When Jeter hit .270/.340/.370 at age 36 in 2010 (an OPS+ of 90) I thought he was done. But he proceeded to hit .308/.359/.411 (OPS+ of 107) over the next two years.
I had a hard time getting into last year’s team. I never thought of myself as a fair-weather fan. I mean hell, I’m a Buffalo Bills fan and I don’t even remember the last time they had a winning record. But last year’s Yankee team wasn’t very good and didn’t hold my interest much. Is it a coincidence that they also didn’t have Jeter for almost the entire year? Their problems were larger than that, but I can’t help but think that not having him around made the team feel different.
I don’t think the 2014 Yankees are a particularly good team.

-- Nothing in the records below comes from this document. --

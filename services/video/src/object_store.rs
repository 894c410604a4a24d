use crate::config::S3Config;
use anyhow::{Context, Result};
use async_trait::async_trait;
use aws_config::BehaviorVersion;
use aws_sdk_s3::config::Builder as S3ConfigBuilder;
use aws_sdk_s3::presigning::PresigningConfig;
use aws_sdk_s3::primitives::ByteStream;
use aws_sdk_s3::types::{CompletedMultipartUpload, CompletedPart};
use aws_sdk_s3::Client as S3Client;
use chrono::{DateTime, Utc};
use std::path::Path;
use std::time::Duration;
use tokio::io::AsyncReadExt;
use tracing::{debug, info, instrument, warn};

/// A time-boxed, read-only download URL
#[derive(Debug, Clone, PartialEq, Eq)]
pub struct PresignedUrl {
    pub url: String,
    pub expires_at: DateTime<Utc>,
}

/// Remote object storage as seen by the upload pipeline and the read path
#[cfg_attr(test, mockall::automock)]
#[async_trait]
pub trait ObjectStore: Send + Sync {
    /// Stream the file at `path` into `bucket/key`, creating or replacing it
    async fn upload(&self, bucket: &str, key: &str, content_type: &str, path: &Path)
        -> Result<()>;

    /// Mint a GET URL valid for `ttl`. The object is not checked for existence.
    async fn presign(&self, bucket: &str, key: &str, ttl: Duration) -> Result<PresignedUrl>;
}

/// S3-backed object store
pub struct S3ObjectStore {
    client: S3Client,
    config: S3Config,
}

impl S3ObjectStore {
    /// Create a new S3 object store
    pub async fn new(config: &S3Config) -> Result<Self> {
        let aws_config = aws_config::defaults(BehaviorVersion::latest())
            .region(aws_config::Region::new(config.region.clone()))
            .load()
            .await;

        let mut s3_config_builder = S3ConfigBuilder::from(&aws_config);

        // Configure custom endpoint for MinIO/LocalStack
        if let Some(ref endpoint_url) = config.endpoint_url {
            s3_config_builder = s3_config_builder.endpoint_url(endpoint_url);
        }

        // Force path-style access for MinIO compatibility
        if config.force_path_style {
            s3_config_builder = s3_config_builder.force_path_style(true);
        }

        let client = S3Client::from_conf(s3_config_builder.build());

        info!(
            bucket = %config.bucket,
            region = %config.region,
            "S3 object store initialized"
        );

        Ok(Self::from_client(client, config))
    }

    /// Wrap an already configured client
    pub fn from_client(client: S3Client, config: &S3Config) -> Self {
        Self {
            client,
            config: config.clone(),
        }
    }

    /// Single request upload, body streamed from disk
    async fn simple_upload(
        &self,
        bucket: &str,
        key: &str,
        content_type: &str,
        path: &Path,
    ) -> Result<()> {
        let body = ByteStream::from_path(path)
            .await
            .context("Failed to open staged file for upload")?;

        self.client
            .put_object()
            .bucket(bucket)
            .key(key)
            .body(body)
            .content_type(content_type)
            .send()
            .await
            .context("Failed to upload video to S3")?;

        Ok(())
    }

    /// Multipart upload for large files, one part in memory at a time
    async fn multipart_upload(
        &self,
        bucket: &str,
        key: &str,
        content_type: &str,
        path: &Path,
    ) -> Result<()> {
        let create_response = self
            .client
            .create_multipart_upload()
            .bucket(bucket)
            .key(key)
            .content_type(content_type)
            .send()
            .await
            .context("Failed to create multipart upload")?;

        let upload_id = create_response
            .upload_id()
            .context("No upload ID in response")?
            .to_string();

        match self.upload_parts(bucket, key, &upload_id, path).await {
            Ok(completed_parts) => {
                let completed_upload = CompletedMultipartUpload::builder()
                    .set_parts(Some(completed_parts))
                    .build();

                self.client
                    .complete_multipart_upload()
                    .bucket(bucket)
                    .key(key)
                    .upload_id(&upload_id)
                    .multipart_upload(completed_upload)
                    .send()
                    .await
                    .context("Failed to complete multipart upload")?;

                Ok(())
            }
            Err(e) => {
                // Orphaned parts are billed until aborted
                if let Err(abort_err) = self
                    .client
                    .abort_multipart_upload()
                    .bucket(bucket)
                    .key(key)
                    .upload_id(&upload_id)
                    .send()
                    .await
                {
                    warn!(key = %key, error = %abort_err, "Failed to abort multipart upload");
                }
                Err(e)
            }
        }
    }

    async fn upload_parts(
        &self,
        bucket: &str,
        key: &str,
        upload_id: &str,
        path: &Path,
    ) -> Result<Vec<CompletedPart>> {
        let mut file = tokio::fs::File::open(path)
            .await
            .context("Failed to open staged file for upload")?;

        let part_size = self.config.part_size_bytes;
        let mut completed_parts = Vec::new();
        let mut part_number = 1;

        loop {
            let chunk = read_part(&mut file, part_size).await?;
            if chunk.is_empty() {
                break;
            }

            let upload_part_response = self
                .client
                .upload_part()
                .bucket(bucket)
                .key(key)
                .upload_id(upload_id)
                .part_number(part_number)
                .body(ByteStream::from(chunk))
                .send()
                .await
                .context("Failed to upload part")?;

            completed_parts.push(
                CompletedPart::builder()
                    .part_number(part_number)
                    .e_tag(upload_part_response.e_tag().unwrap_or_default())
                    .build(),
            );
            part_number += 1;
        }

        Ok(completed_parts)
    }
}

/// Fill up to `part_size` bytes; short only at end of file
async fn read_part(file: &mut tokio::fs::File, part_size: usize) -> Result<Vec<u8>> {
    let mut chunk = vec![0u8; part_size];
    let mut filled = 0;

    while filled < part_size {
        let read = file
            .read(&mut chunk[filled..])
            .await
            .context("Failed to read staged file")?;
        if read == 0 {
            break;
        }
        filled += read;
    }

    chunk.truncate(filled);
    Ok(chunk)
}

#[async_trait]
impl ObjectStore for S3ObjectStore {
    #[instrument(skip(self, path), fields(bucket = %bucket, key = %key))]
    async fn upload(
        &self,
        bucket: &str,
        key: &str,
        content_type: &str,
        path: &Path,
    ) -> Result<()> {
        let size_bytes = tokio::fs::metadata(path)
            .await
            .context("Failed to stat staged file")?
            .len();

        debug!(size_bytes = size_bytes, "Uploading video to S3");

        if size_bytes > self.config.multipart_threshold_bytes {
            self.multipart_upload(bucket, key, content_type, path).await?;
        } else {
            self.simple_upload(bucket, key, content_type, path).await?;
        }

        info!(size_bytes = size_bytes, "Video uploaded successfully");
        Ok(())
    }

    #[instrument(skip(self), fields(bucket = %bucket, key = %key))]
    async fn presign(&self, bucket: &str, key: &str, ttl: Duration) -> Result<PresignedUrl> {
        let presigning_config =
            PresigningConfig::expires_in(ttl).context("Failed to create presigning config")?;

        let presigned = self
            .client
            .get_object()
            .bucket(bucket)
            .key(key)
            .presigned(presigning_config)
            .await
            .context("Failed to generate presigned URL")?;

        let expires_at = Utc::now()
            + chrono::Duration::from_std(ttl).context("Presign TTL out of range")?;

        Ok(PresignedUrl {
            url: presigned.uri().to_string(),
            expires_at,
        })
    }
}

#[cfg(test)]
mod tests {
    use super::*;
    use aws_sdk_s3::config::{Credentials, Region};

    fn test_config() -> S3Config {
        S3Config {
            bucket: "tubely-videos".to_string(),
            region: "us-east-1".to_string(),
            endpoint_url: None,
            force_path_style: false,
            multipart_threshold_bytes: 64 * 1024 * 1024,
            part_size_bytes: 16 * 1024 * 1024,
        }
    }

    /// A real client with static credentials; presigning never hits the network
    fn offline_store() -> S3ObjectStore {
        let conf = aws_sdk_s3::Config::builder()
            .behavior_version(BehaviorVersion::latest())
            .region(Region::new("us-east-1"))
            .credentials_provider(Credentials::new(
                "AKIDEXAMPLE",
                "wJalrXUtnFEMI/K7MDENG/bPxRfiCYEXAMPLEKEY",
                None,
                None,
                "test",
            ))
            .build();

        S3ObjectStore::from_client(S3Client::from_conf(conf), &test_config())
    }

    #[tokio::test]
    async fn test_presign_embeds_expiry() {
        let store = offline_store();
        let ttl = Duration::from_secs(600);

        let before = Utc::now();
        let presigned = store
            .presign("tubely-videos", "landscape/abc.mp4", ttl)
            .await
            .unwrap();

        assert!(presigned.url.starts_with("https://tubely-videos.s3."));
        assert!(presigned.url.contains("/landscape/abc.mp4?"));
        assert!(presigned.url.contains("X-Amz-Expires=600"));
        assert!(presigned.url.contains("X-Amz-Signature="));

        let window = (presigned.expires_at - before).num_seconds();
        assert!((599..=601).contains(&window));
    }

    #[tokio::test]
    async fn test_read_part_splits_file() {
        let dir = tempfile::tempdir().unwrap();
        let path = dir.path().join("video.mp4");
        std::fs::write(&path, vec![7u8; 10]).unwrap();

        let mut file = tokio::fs::File::open(&path).await.unwrap();
        assert_eq!(read_part(&mut file, 4).await.unwrap().len(), 4);
        assert_eq!(read_part(&mut file, 4).await.unwrap().len(), 4);
        assert_eq!(read_part(&mut file, 4).await.unwrap().len(), 2);
        assert!(read_part(&mut file, 4).await.unwrap().is_empty());
    }
}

They can contend if a lot of stuff goes right, which could happen. One of those things would be Jeter defying his age, staying healthy and hitting well enough to compensate for his defensive limitations.
Bernie’s 2003 knee injury ended up turning him from a great player to a replacement level player and as much as I was a fan of his, it was tough to watch him at the end. Posada’s concussions cost him his job at catcher and his offense out of DH wasn’t good enough although he did end his career with a strong ALDS in a losing cause.
We were fortunate enough to see Rivera and Pettitte exit baseball while still being valuable players.
I hope we’ll get to see the same from Jeter.